Growing up, all the way up to when I decided I was going to learn to be there for myself in an unconditional way - love had always, always reinforced the idea that I was broken, shameful, lacking, too much.

Every relationship I’d ever had up to my starting my self love journey had been one of immediate abandonment or rejection, or one where I’d been loved temporarily only to be harshly rejected/abandoned/shamed when it was discovered that I wasn’t who the other person had wanted me to be.

This wasn’t just the world rejecting me - all of my primary relationships were built on a foundation of my being told over and over again that how I was, who I was, what I needed was too much stress, causing them pain, embarrassing, something I needed to fix or change before I would be worthy of their love. And we know now how deeply traumatizing this is for a child who is dependent upon others for provision to be constantly rejected from day one.

I was told over and over again that who I was was making their lives miserable. That what I needed was ruining any good thing that had pre-existed. I was never regulated by anyone in my big emotions - which were always very, very big - but rather I was either immediately told that my pain was hurting the person I was talking to, and I better find a way to fix myself before I was worthy of being seen again, or I was begrudgingly supported - only to be resented afterwards or told this was the last time that was going to happen and I better never, ever fall apart like that again.

Literally every part of my being was rejected on some level by those I depended upon. All authority figures found a way to be disappointed in me, embarrassed of me or outright enraged/hateful towards me. I was attacked, I was shamed, I was told that I was evil.
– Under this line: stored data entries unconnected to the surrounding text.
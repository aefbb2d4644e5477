//! Machine code compiler
//!
//! Walks a post-processed [`Document`] and emits one move per point through the
//! configured machine's templates, with custom command lines at path starts
//! and ends and a blank line after every path.

use crate::machine::{Machine, MotionContext, Orientation, RapidParams};
use fastrob_core::{Document, Path as ToolPath, Result};
use serde::{Deserialize, Serialize};
use std::fs::File;
use std::io::{BufWriter, Write};
use std::path::{Path, PathBuf};
use tracing::{debug, error, info, warn};

/// Compiler configuration
#[derive(Debug, Clone, PartialEq, Default, Serialize, Deserialize)]
#[serde(default)]
pub struct CompilerConfig {
    /// Target controller
    pub machine: Machine,
    /// Program file written by [`Compiler::execute`]
    pub output_file: Option<PathBuf>,
    /// Compile without writing
    pub silent: bool,
    /// Lines emitted at the start of every path
    pub start_commands: Vec<String>,
    /// Lines emitted at the end of every path
    pub end_commands: Vec<String>,
    pub orientation: Orientation,
    pub rapid: RapidParams,
}

/// Document to robot program compiler
#[derive(Debug, Clone, Default)]
pub struct Compiler {
    config: CompilerConfig,
}

impl Compiler {
    pub fn new(config: CompilerConfig) -> Self {
        Self { config }
    }

    pub fn config(&self) -> &CompilerConfig {
        &self.config
    }

    /// Program lines for `document`.
    ///
    /// With `has_lead` every path is expected to carry a synthetic lead-in and
    /// lead-out point: the first two and the last point become
    /// point-to-point moves. Paths shorter than four points use the plain
    /// rules.
    pub fn compile_lines(&self, document: &Document, has_lead: bool) -> Vec<String> {
        let machine = &self.config.machine;
        if !machine.is_supported() {
            warn!("Unsupported machine '{}', emitting empty moves", machine);
        }

        let ctx = MotionContext {
            orientation: self.config.orientation,
            rapid: &self.config.rapid,
        };

        let mut lines = Vec::with_capacity(document.point_count() + document.path_count());
        for layer in document {
            for path in layer {
                if has_lead && path.len() >= 4 {
                    self.emit_with_lead(path, &ctx, &mut lines);
                } else {
                    self.emit_plain(path, &ctx, &mut lines);
                }
                lines.push(String::new());
            }
        }
        lines
    }

    fn emit_plain(&self, path: &ToolPath, ctx: &MotionContext<'_>, lines: &mut Vec<String>) {
        let machine = &self.config.machine;
        let last = path.len().saturating_sub(1);

        for (i, point) in path.iter().enumerate() {
            if i == 0 {
                lines.push(machine.ptp(point, ctx));
                lines.extend(self.config.start_commands.iter().cloned());
            } else {
                lines.push(machine.lin(point, ctx));
                if i == last {
                    lines.extend(self.config.end_commands.iter().cloned());
                }
            }
        }
    }

    fn emit_with_lead(&self, path: &ToolPath, ctx: &MotionContext<'_>, lines: &mut Vec<String>) {
        let machine = &self.config.machine;
        let last = path.len() - 1;

        for (i, point) in path.iter().enumerate() {
            match i {
                0 => lines.push(machine.ptp(point, ctx)),
                1 => {
                    // Point 0 is the synthetic lead-in; the real path starts here.
                    lines.push(machine.ptp(point, ctx));
                    lines.extend(self.config.start_commands.iter().cloned());
                }
                i if i == last => {
                    lines.extend(self.config.end_commands.iter().cloned());
                    lines.push(machine.ptp(point, ctx));
                }
                _ => lines.push(machine.lin(point, ctx)),
            }
        }
    }

    /// Program text for `document`, one line per entry.
    pub fn compile(&self, document: &Document, has_lead: bool) -> String {
        let lines = self.compile_lines(document, has_lead);
        let mut program = lines.join("\n");
        if !lines.is_empty() {
            program.push('\n');
        }
        debug!(
            "Compiled {} paths into {} lines for {}",
            document.path_count(),
            lines.len(),
            self.config.machine
        );
        program
    }

    /// Write `program` to `path`.
    pub fn write_to(&self, program: &str, path: &Path) -> Result<()> {
        let file = File::create(path)?;
        let mut writer = BufWriter::new(file);
        writer.write_all(program.as_bytes())?;
        writer.flush()?;
        info!("Wrote {} bytes of {} code to {}", program.len(), self.config.machine, path.display());
        Ok(())
    }

    /// Compile and, unless silent or no output file is configured, write the
    /// program. Write failures are logged, never returned.
    pub fn execute(&self, document: &Document, has_lead: bool) -> String {
        let program = self.compile(document, has_lead);

        if self.config.silent {
            debug!("Silent compile, nothing written");
            return program;
        }
        match &self.config.output_file {
            Some(path) => {
                if let Err(e) = self.write_to(&program, path) {
                    error!("Failed to write program to {}: {}", path.display(), e);
                }
            }
            None => debug!("No output file configured, nothing written"),
        }
        program
    }
}
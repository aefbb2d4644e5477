//! Path reconstruction
//!
//! Rebuilds the layer → path → point [`Document`] from a flat motion command
//! stream. Two signals segment the stream and are evaluated on every command:
//!
//! - extrusion edges: a path starts at the travel move right before an
//!   extrusion run and ends at the run's last extruding move;
//! - Z changes: a command that sets Z closes the current layer once it holds
//!   at least one path.

use crate::command::{MotionCommand, MotionCommandStream};
use fastrob_core::{Document, Layer, Path, Point3};
use tracing::debug;

/// Segmentation state machine.
#[derive(Debug, Clone, Default)]
pub struct PathReconstructor {
    position: Point3,
    path: Path,
    layer: Layer,
    document: Document,
}

impl PathReconstructor {
    pub fn new() -> Self {
        Self::default()
    }

    /// Current tool position
    pub fn position(&self) -> Point3 {
        self.position
    }

    /// Feed one command; `next` is the command that follows it, if any.
    pub fn step(&mut self, command: &MotionCommand, next: Option<&MotionCommand>) {
        let mut layer_change = false;
        if let Some(x) = command.x {
            self.position.x = x;
        }
        if let Some(y) = command.y {
            self.position.y = y;
        }
        if let Some(z) = command.z {
            self.position.z = z;
            layer_change = true;
        }

        let extruding = command.is_extruding();
        let next_extruding = next.is_some_and(MotionCommand::is_extruding);

        if extruding || next_extruding {
            self.path.push(self.position);
        }

        if !(extruding && next_extruding) && self.path.len() > 1 {
            self.layer.push(std::mem::take(&mut self.path));
        }

        // Also fires inside an extrusion run; the open path then carries over
        // into the next layer.
        if layer_change && !self.layer.is_empty() {
            self.document.push(std::mem::take(&mut self.layer));
        }
    }

    /// Flush the trailing path and layer and return the document.
    pub fn finish(mut self) -> Document {
        if self.path.len() > 1 {
            self.layer.push(std::mem::take(&mut self.path));
        }
        if !self.layer.is_empty() {
            self.document.push(std::mem::take(&mut self.layer));
        }
        self.document
    }
}

/// Rebuild a document from a command stream.
pub fn reconstruct(stream: &MotionCommandStream) -> Document {
    let commands = stream.commands();
    let mut reconstructor = PathReconstructor::new();
    for (index, command) in commands.iter().enumerate() {
        reconstructor.step(command, commands.get(index + 1));
    }

    let document = reconstructor.finish();
    debug!(
        "Reconstructed {} layers, {} paths, {} points from {} commands",
        document.len(),
        document.path_count(),
        document.point_count(),
        commands.len()
    );
    document
}

/// Encode a document as a command stream that [`reconstruct`] turns back into it.
///
/// Each layer starts with a Z move, each path with a travel to its first
/// point followed by extruding moves through the rest. Exact for layers whose
/// points share one Z height.
pub fn encode(document: &Document) -> MotionCommandStream {
    let mut commands = Vec::with_capacity(document.point_count() + document.len());
    let mut z = None;

    for layer in document {
        for (path_index, path) in layer.iter().enumerate() {
            for (i, point) in path.iter().enumerate() {
                let mut command = MotionCommand::new(if i == 0 { "G0" } else { "G1" })
                    .with_x(point.x)
                    .with_y(point.y);
                let layer_start = path_index == 0 && i == 0;
                if layer_start || z != Some(point.z) {
                    command = command.with_z(point.z);
                    z = Some(point.z);
                }
                if i > 0 {
                    command = command.with_e(1.0);
                }
                commands.push(command);
            }
        }
    }

    MotionCommandStream::new(commands)
}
So much of my pain was rooted in seeing the pain others were in, and seeing that I couldn’t help. And instead of being witnessed in this, I was told that everyone's pain WAS my fault, and that I had to stop being so weak, sad, depressed and sick and be better so that I could help more/be less of the reason why others were suffering.

I was shown multiple times that to trust that love was going to be there was an exercise in being dropped off a cliff.

I had one relationship with a grandparent that I had thought was unconditional - up until I hit puberty and started to grow out of being the ‘sweet little girl.’ That one love relationship that had always been there seemed to vanish in a moment, leaving me in a pit. Alone. Fully by myself. I realized then that I was fundamentally unlovable. The one example I had had to that point that I was good, had seen me and said ‘actually, no.’ And that was that.

Friends and acquaintances at best treated me like a charity project.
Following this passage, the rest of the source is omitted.